During these, also, he had to contend, save in the brief season {209}
of Murray's regency, with the greatest difficulties, but through them
all he held on, and over them all he secured an ultimate triumph.  His
energy was consuming, his zeal untiring, and his vigilance
unslumbering.  With the eye of a statesman he looked into the future,
while at the same time he keenly scrutinized the movements of the
present.  He had the near sight which sees what is closest to it with
admirable distinctness, and the far sight which descries with equal
accuracy what is distant, and with these he combined the philosophic
spirit which marked very correctly the connection between the two.  He
was a true patriot, and ever willing to sacrifice himself in the
welfare of his country.  And all these qualities in him were raised to
the white heat of enthusiasm, and fused into the unity of holiness by
his devotion to the God and Father of his Saviour the Lord Jesus
Christ.  He spoke, and wrote, and acted as ever in His sight.  This was
the secret of his courage, the root of his inflexibility, and the
source of his power.  As a Reformer he had in him the boldness of
Luther, combined with some of the qualities of Calvin, and though as a
whole he was inferior to both, yet more than either he reminds us of a
Hebrew prophet.  When we see him before Queen Mary, we think at once of
Elijah before Ahab, and more appropriately perhaps than any other man
in modern history he might have taken for the motto of his life the
oft-repeated asseveration of the Tishbite, "As the Lord God of Israel
liveth, _before whom I stand_."

{210}

And yet, though sternly uttering in the highest places what he believed
to be the word of God, there were not wanting in his character other
traits of gentleness and geniality.  As Carlyle has truly said, "Tumult
was not his element, it was the tragic feature of his life that he was
forced to dwell in that."  He too, like the granite mountains of his
native land, had in him fountains of tenderness, and valleys laughing
with cheerfulness.  He was not the heartless Stoic that many have
ignorantly painted him, for have we not seen him weeping with those who
were "sobbing unto God"?  And though it may seem strange to those who
have not made themselves acquainted with his history, there was in him
a vein of humour, yea even, as Carlyle says, of "drollery," that makes
him excellent company.  This humour of his, as the writer just named
has admirably diagnosed it, was "not mockery, scorn, bitterness, alone,
though there is enough of that too, but a true, loving, illuminating
laugh mounts up over the earnest visage; not a loud laugh; you would
say a laugh in the _eyes_ most of all."

But now our task is done.  We have tried to show honestly the man as he
was, and to describe dispassionately the work which he did.  He is, if
not pre-eminently the Scotchman of history,--though we think a good
claim might be established for him as such,--yet certainly one of "the
three mightiest," or of "the first three" of his nation; and like the
vine whose branches spread over the wall, his influence has gone in
blessing to other lands, for in his work we have the root of the
English {211} Revolution, and some of the seeds that were carried
westward in the _Mayflower_, and sown in New England fields, had fallen
from his hands.  It is not inappropriate therefore that one whose
labours in the ministry of the gospel have closely connected him alike
with Scotland, England, and America, should pay this willing tribute to
his name and work.



[1] "Catholic Presbyterian," vol. vi. p. 265.




{212}

INDEX.

NDX
Annand, Dean, Controversy of Knox with, 17.

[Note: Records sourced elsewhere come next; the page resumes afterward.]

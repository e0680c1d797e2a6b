//! Relationship definitions between types.

use super::naming::{lower_camel_token, lower_first, pluralize, upper_first};
use rkyv::{Archive, Deserialize, Serialize};
use serde::{Deserialize as SerdeDeserialize, Serialize as SerdeSerialize};
use std::collections::HashSet;

/// Cardinality of one relationship endpoint.
#[derive(
    Debug,
    Clone,
    Copy,
    PartialEq,
    Eq,
    Hash,
    Archive,
    Serialize,
    Deserialize,
    SerdeSerialize,
    SerdeDeserialize,
)]
pub enum Multiplicity {
    /// At most one related object.
    #[serde(rename = "1")]
    One,
    /// A collection of related objects.
    #[serde(rename = "*")]
    Many,
}

impl Multiplicity {
    /// Parse the stored `1` / `*` token.
    pub fn parse(token: &str) -> Option<Self> {
        match token.trim() {
            "1" => Some(Multiplicity::One),
            "*" => Some(Multiplicity::Many),
            _ => None,
        }
    }

    /// Stored token.
    pub fn as_str(&self) -> &'static str {
        match self {
            Multiplicity::One => "1",
            Multiplicity::Many => "*",
        }
    }

    /// Check if this endpoint is a collection.
    pub fn is_collection(&self) -> bool {
        matches!(self, Multiplicity::Many)
    }
}

impl std::fmt::Display for Multiplicity {
    fn fmt(&self, f: &mut std::fmt::Formatter<'_>) -> std::fmt::Result {
        f.write_str(self.as_str())
    }
}

/// Cascading delete policy.
#[derive(
    Debug,
    Clone,
    Copy,
    PartialEq,
    Eq,
    Default,
    Archive,
    Serialize,
    Deserialize,
    SerdeSerialize,
    SerdeDeserialize,
)]
pub enum CascadeDelete {
    /// Never cascade.
    #[default]
    None,
    /// Deleting the source deletes the target.
    SourceToTarget,
    /// Deleting the target deletes the source.
    TargetToSource,
    /// Cascade in both directions.
    Always,
    /// Cascade only when the remaining object would violate a constraint.
    ConstraintBased,
}

/// Which end of a relationship a derived property lives on.
#[derive(Debug, Clone, Copy, PartialEq, Eq, Hash)]
pub enum Direction {
    /// Property on the source type, pointing at the target.
    Outgoing,
    /// Property on the target type, pointing back at the source.
    Incoming,
}

/// A relationship definition between two types.
#[derive(Debug, Clone, PartialEq, Archive, Serialize, Deserialize, SerdeSerialize, SerdeDeserialize)]
pub struct RelationshipDef {
    /// Store-assigned identifier (0 until persisted).
    #[serde(default)]
    pub id: u64,
    /// Source type name.
    pub source_type: String,
    /// Target type name.
    pub target_type: String,
    /// Relationship type token (e.g. `OWNS`).
    pub relationship_type: String,
    /// Name of the property on the target type.
    #[serde(default)]
    pub source_json_name: Option<String>,
    /// Previous name of the property on the target type.
    #[serde(default)]
    pub previous_source_json_name: Option<String>,
    /// Name of the property on the source type.
    #[serde(default)]
    pub target_json_name: Option<String>,
    /// Previous name of the property on the source type.
    #[serde(default)]
    pub previous_target_json_name: Option<String>,
    /// Multiplicity at the source end.
    pub source_multiplicity: Multiplicity,
    /// Multiplicity at the target end.
    pub target_multiplicity: Multiplicity,
    /// Cascading delete policy.
    #[serde(default)]
    pub cascade_delete: CascadeDelete,
    /// Part of the built-in schema.
    #[serde(default)]
    pub is_builtin: bool,
}

impl RelationshipDef {
    /// Create a relationship with explicit multiplicities.
    pub fn new(
        source_type: impl Into<String>,
        relationship_type: impl Into<String>,
        target_type: impl Into<String>,
        source_multiplicity: Multiplicity,
        target_multiplicity: Multiplicity,
    ) -> Self {
        Self {
            id: 0,
            source_type: source_type.into(),
            target_type: target_type.into(),
            relationship_type: relationship_type.into(),
            source_json_name: None,
            previous_source_json_name: None,
            target_json_name: None,
            previous_target_json_name: None,
            source_multiplicity,
            target_multiplicity,
            cascade_delete: CascadeDelete::None,
            is_builtin: false,
        }
    }

    /// Create a one-to-many relationship (one source, many targets).
    pub fn one_to_many(
        source_type: impl Into<String>,
        relationship_type: impl Into<String>,
        target_type: impl Into<String>,
    ) -> Self {
        Self::new(
            source_type,
            relationship_type,
            target_type,
            Multiplicity::One,
            Multiplicity::Many,
        )
    }

    /// Create a one-to-one relationship.
    pub fn one_to_one(
        source_type: impl Into<String>,
        relationship_type: impl Into<String>,
        target_type: impl Into<String>,
    ) -> Self {
        Self::new(
            source_type,
            relationship_type,
            target_type,
            Multiplicity::One,
            Multiplicity::One,
        )
    }

    /// Create a many-to-many relationship.
    pub fn many_to_many(
        source_type: impl Into<String>,
        relationship_type: impl Into<String>,
        target_type: impl Into<String>,
    ) -> Self {
        Self::new(
            source_type,
            relationship_type,
            target_type,
            Multiplicity::Many,
            Multiplicity::Many,
        )
    }

    /// Set the property name on the source type.
    pub fn with_target_json_name(mut self, name: impl Into<String>) -> Self {
        self.target_json_name = Some(name.into());
        self
    }

    /// Set the property name on the target type.
    pub fn with_source_json_name(mut self, name: impl Into<String>) -> Self {
        self.source_json_name = Some(name.into());
        self
    }

    /// Set the cascading delete policy.
    pub fn with_cascade(mut self, cascade: CascadeDelete) -> Self {
        self.cascade_delete = cascade;
        self
    }

    /// Mark as part of the built-in schema.
    pub fn with_builtin(mut self) -> Self {
        self.is_builtin = true;
        self
    }

    /// Rename the property on the given end, remembering the old name.
    pub fn rename(&mut self, direction: Direction, new_name: impl Into<String>) {
        let new_name = new_name.into();
        match direction {
            Direction::Outgoing => {
                let old = self.target_json_name.replace(new_name);
                self.previous_target_json_name = Some(old.unwrap_or_else(|| {
                    self.default_property_name(Direction::Outgoing)
                }));
            }
            Direction::Incoming => {
                let old = self.source_json_name.replace(new_name);
                self.previous_source_json_name = Some(old.unwrap_or_else(|| {
                    self.default_property_name(Direction::Incoming)
                }));
            }
        }
    }

    /// Check whether the given type is an endpoint.
    pub fn touches(&self, type_name: &str) -> bool {
        self.source_type == type_name || self.target_type == type_name
    }

    /// Type on the far side of the property living on `direction`'s end.
    pub fn related_type(&self, direction: Direction) -> &str {
        match direction {
            Direction::Outgoing => &self.target_type,
            Direction::Incoming => &self.source_type,
        }
    }

    /// Type owning the property for `direction`.
    pub fn owner_type(&self, direction: Direction) -> &str {
        match direction {
            Direction::Outgoing => &self.source_type,
            Direction::Incoming => &self.target_type,
        }
    }

    /// Multiplicity of the derived property for `direction`.
    pub fn multiplicity(&self, direction: Direction) -> Multiplicity {
        match direction {
            Direction::Outgoing => self.target_multiplicity,
            Direction::Incoming => self.source_multiplicity,
        }
    }

    /// Explicitly configured property name for `direction`.
    pub fn explicit_name(&self, direction: Direction) -> Option<&str> {
        match direction {
            Direction::Outgoing => self.target_json_name.as_deref(),
            Direction::Incoming => self.source_json_name.as_deref(),
        }
    }

    /// Previous property name for `direction`, kept across renames.
    pub fn previous_name(&self, direction: Direction) -> Option<&str> {
        match direction {
            Direction::Outgoing => self.previous_target_json_name.as_deref(),
            Direction::Incoming => self.previous_source_json_name.as_deref(),
        }
    }

    /// Name derived from the related type and multiplicity alone.
    pub fn default_property_name(&self, direction: Direction) -> String {
        let base = lower_first(self.related_type(direction));
        if self.multiplicity(direction).is_collection() {
            pluralize(&base)
        } else {
            base
        }
    }

    /// Name of the derived property, without disambiguation.
    pub fn base_property_name(&self, direction: Direction) -> String {
        self.explicit_name(direction)
            .map(str::to_string)
            .unwrap_or_else(|| self.default_property_name(direction))
    }

    /// Derive the property name for `direction`, disambiguated against the
    /// names already present on the owning type, and record it there.
    ///
    /// Explicit names are used verbatim. A derived name that is already taken
    /// is prefixed with the relationship token (`ownsOrders`) and then
    /// suffixed with the smallest free positive integer.
    pub fn property_name(&self, direction: Direction, existing: &mut HashSet<String>) -> String {
        if let Some(explicit) = self.explicit_name(direction) {
            existing.insert(explicit.to_string());
            return explicit.to_string();
        }

        let default = self.default_property_name(direction);
        let name = if !existing.contains(&default) {
            default
        } else {
            let prefixed = format!(
                "{}{}",
                lower_camel_token(&self.relationship_type),
                upper_first(&default)
            );
            if existing.contains(&prefixed) {
                first_free_suffix(&prefixed, existing)
            } else {
                prefixed
            }
        };

        existing.insert(name.clone());
        name
    }

    /// Whether `name` is (or was) the derived property for `direction`.
    pub fn matches_property(&self, direction: Direction, name: &str) -> bool {
        self.base_property_name(direction) == name || self.previous_name(direction) == Some(name)
    }

    /// Grant signature for the outgoing property.
    pub fn resource_signature(&self) -> String {
        format!(
            "{}/_{}",
            self.source_type,
            upper_first(&self.base_property_name(Direction::Outgoing))
        )
    }

    /// Grant signature for the incoming property.
    pub fn inverse_resource_signature(&self) -> String {
        format!(
            "{}/_{}",
            self.target_type,
            upper_first(&self.base_property_name(Direction::Incoming))
        )
    }
}

/// `base1`, `base2`, ... first suffixed variant not in `existing`.
pub fn first_free_suffix(base: &str, existing: &HashSet<String>) -> String {
    (1u32..)
        .map(|n| format!("{base}{n}"))
        .find(|candidate| !existing.contains(candidate))
        .unwrap_or_else(|| base.to_string())
}

#[cfg(test)]
mod tests {
    use super::*;

    #[test]
    fn test_default_names() {
        let rel = RelationshipDef::one_to_many("Customer", "OWNS", "Order");

        assert_eq!(rel.default_property_name(Direction::Outgoing), "orders");
        assert_eq!(rel.default_property_name(Direction::Incoming), "customer");
        assert_eq!(rel.multiplicity(Direction::Outgoing), Multiplicity::Many);
        assert_eq!(rel.multiplicity(Direction::Incoming), Multiplicity::One);
        assert_eq!(rel.related_type(Direction::Incoming), "Customer");
    }

    #[test]
    fn test_disambiguation() {
        let first = RelationshipDef::one_to_many("Customer", "OWNS", "Order");
        let second = RelationshipDef::one_to_many("Customer", "PREFERS", "Order");
        let third = RelationshipDef::one_to_many("Customer", "PREFERS", "Order");
        let mut existing = HashSet::new();

        assert_eq!(first.property_name(Direction::Outgoing, &mut existing), "orders");
        assert_eq!(
            second.property_name(Direction::Outgoing, &mut existing),
            "prefersOrders"
        );
        assert_eq!(
            third.property_name(Direction::Outgoing, &mut existing),
            "prefersOrders1"
        );
    }

    #[test]
    fn test_explicit_name_and_rename() {
        let mut rel =
            RelationshipDef::one_to_many("Customer", "OWNS", "Order").with_target_json_name("purchases");
        let mut existing = HashSet::new();

        assert_eq!(rel.property_name(Direction::Outgoing, &mut existing), "purchases");

        rel.rename(Direction::Outgoing, "buys");
        assert!(rel.matches_property(Direction::Outgoing, "buys"));
        assert!(rel.matches_property(Direction::Outgoing, "purchases"));
        assert!(!rel.matches_property(Direction::Outgoing, "orders"));
    }

    #[test]
    fn test_resource_signatures() {
        let rel = RelationshipDef::one_to_many("Customer", "OWNS", "Order");

        assert_eq!(rel.resource_signature(), "Customer/_Orders");
        assert_eq!(rel.inverse_resource_signature(), "Order/_Customer");
    }

    #[test]
    fn test_multiplicity_tokens() {
        assert_eq!(Multiplicity::parse("*"), Some(Multiplicity::Many));
        assert_eq!(Multiplicity::parse(" 1 "), Some(Multiplicity::One));
        assert_eq!(Multiplicity::parse("n"), None);
        assert_eq!(Multiplicity::Many.to_string(), "*");
    }

    #[test]
    fn test_first_free_suffix() {
        let existing: HashSet<String> = ["name", "name1"].iter().map(|s| s.to_string()).collect();
        assert_eq!(first_free_suffix("name", &existing), "name2");
        assert_eq!(first_free_suffix("other", &existing), "other1");
    }
}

Answers to some questions concerning Baptism, etc., by Knox, 17.

Arbuckle, Friar, Controversy of, with Knox, concerning the Mass, 18, 32.

Arran, Earl of, appointed Regent of Scotland, 4; character of, 5.

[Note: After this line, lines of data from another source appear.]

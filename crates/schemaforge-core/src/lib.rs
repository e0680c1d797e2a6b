//! SchemaForge Core - schema compilation and runtime activation.
//!
//! Type, property, relationship, view and method definitions live in a graph
//! store. This crate resolves them into type descriptors, renders a source
//! fingerprint per type, activates the result as an atomically swapped
//! generation and keeps access grants in step with the live schema.

#[cfg(feature = "mimalloc")]
#[global_allocator]
static GLOBAL: mimalloc::MiMalloc = mimalloc::MiMalloc;

pub mod catalog;
pub mod compiler;
pub mod config;
pub mod emitter;
pub mod error;
pub mod extension;
pub mod grants;
pub mod methods;
pub mod migration;
pub mod parser;
pub mod resolver;
pub mod runtime;
pub mod store;
pub mod views;

pub use catalog::{
    CascadeDelete, Direction, MethodDef, Multiplicity, Parameter, PropertyDef, PropertyType,
    RelationshipDef, SchemaDocument, SchemaSnapshot, SortDirection, TypeDef, ViewDef, BASE_TYPE,
};
pub use compiler::{
    Diagnostic, LifecycleState, PassReport, ReloadWorker, SchemaChange, SchemaCompiler, Stage,
};
pub use config::CompilerConfig;
pub use emitter::{CompilationUnit, SourceEmitter, TypeDescriptor};
pub use error::{Error, SchemaError, SchemaResult};
pub use extension::SchemaExtension;
pub use grants::{AccessGrant, GrantStore, GrantSynchronizer, MemoryGrantStore, SledGrantStore};
pub use migration::{LegacyMigrator, MigrationReport};
pub use parser::PropertyParserRegistry;
pub use resolver::{AllowAll, BuiltinCatalog, LicenseOracle, StaticLicense, TypeResolver};
pub use runtime::{Activator, DescriptorRegistry, DynamicObject, Generation};
pub use store::{MemoryStore, SchemaStore, SnapshotArchive};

Argyle, Earl of, 108, 116, 125.


Balfour of Mount Quarry, 8.

Balnaves, Henry, 6, 15, 24, 29.

Band, or Bond, Godly, 107, 112, 116.

Beaton, Cardinal, executes George Wishart, 2; character of, 4; produces
a forged will in order to obtain the Regency of Scotland, 4; murder of,
8; condemnation of Walter Mill by, 116.

Becon's Displaying of the Mass, 45.

Berwick on Tweed, Knox appointed to, 30; condition of, at that time,
31; practice of Knox at, in the matter of the Lord's Supper, 32, 36;
preaching of Knox at, 33.

Blast, First, of the Trumpet against the monstrous Regiment of Women,
by Knox, 108.

Book of Common Prayer (English), 31, 36, 46, 47.

Book of Common Order (Scottish), 105, 147.

Book of Discipline, First, 140-147, 153; not ratified, 154.

Bothwell, Earl of, apprehends George Wishart, 2; connection of, with
the family of Knox, 10; part of, in Darnley's murder, 183; marriage of,
to Queen Mary, 183.

Bowes, Marjory, betrothed to Knox, 40; marriage of, to Knox, 96; joins
her husband in Scotland, 126; death of, 155; sons of, 151, 201.

Bowes, Elizabeth, mother-in-law of Knox, 40, 60, 66; character of, 71,
98, 100, 101; kindness of Knox to, 102.

Brandling, Sir Robert, 60, 68.

Bullinger, Henry, 48, 77; questions of Knox to, 77, 81, 108.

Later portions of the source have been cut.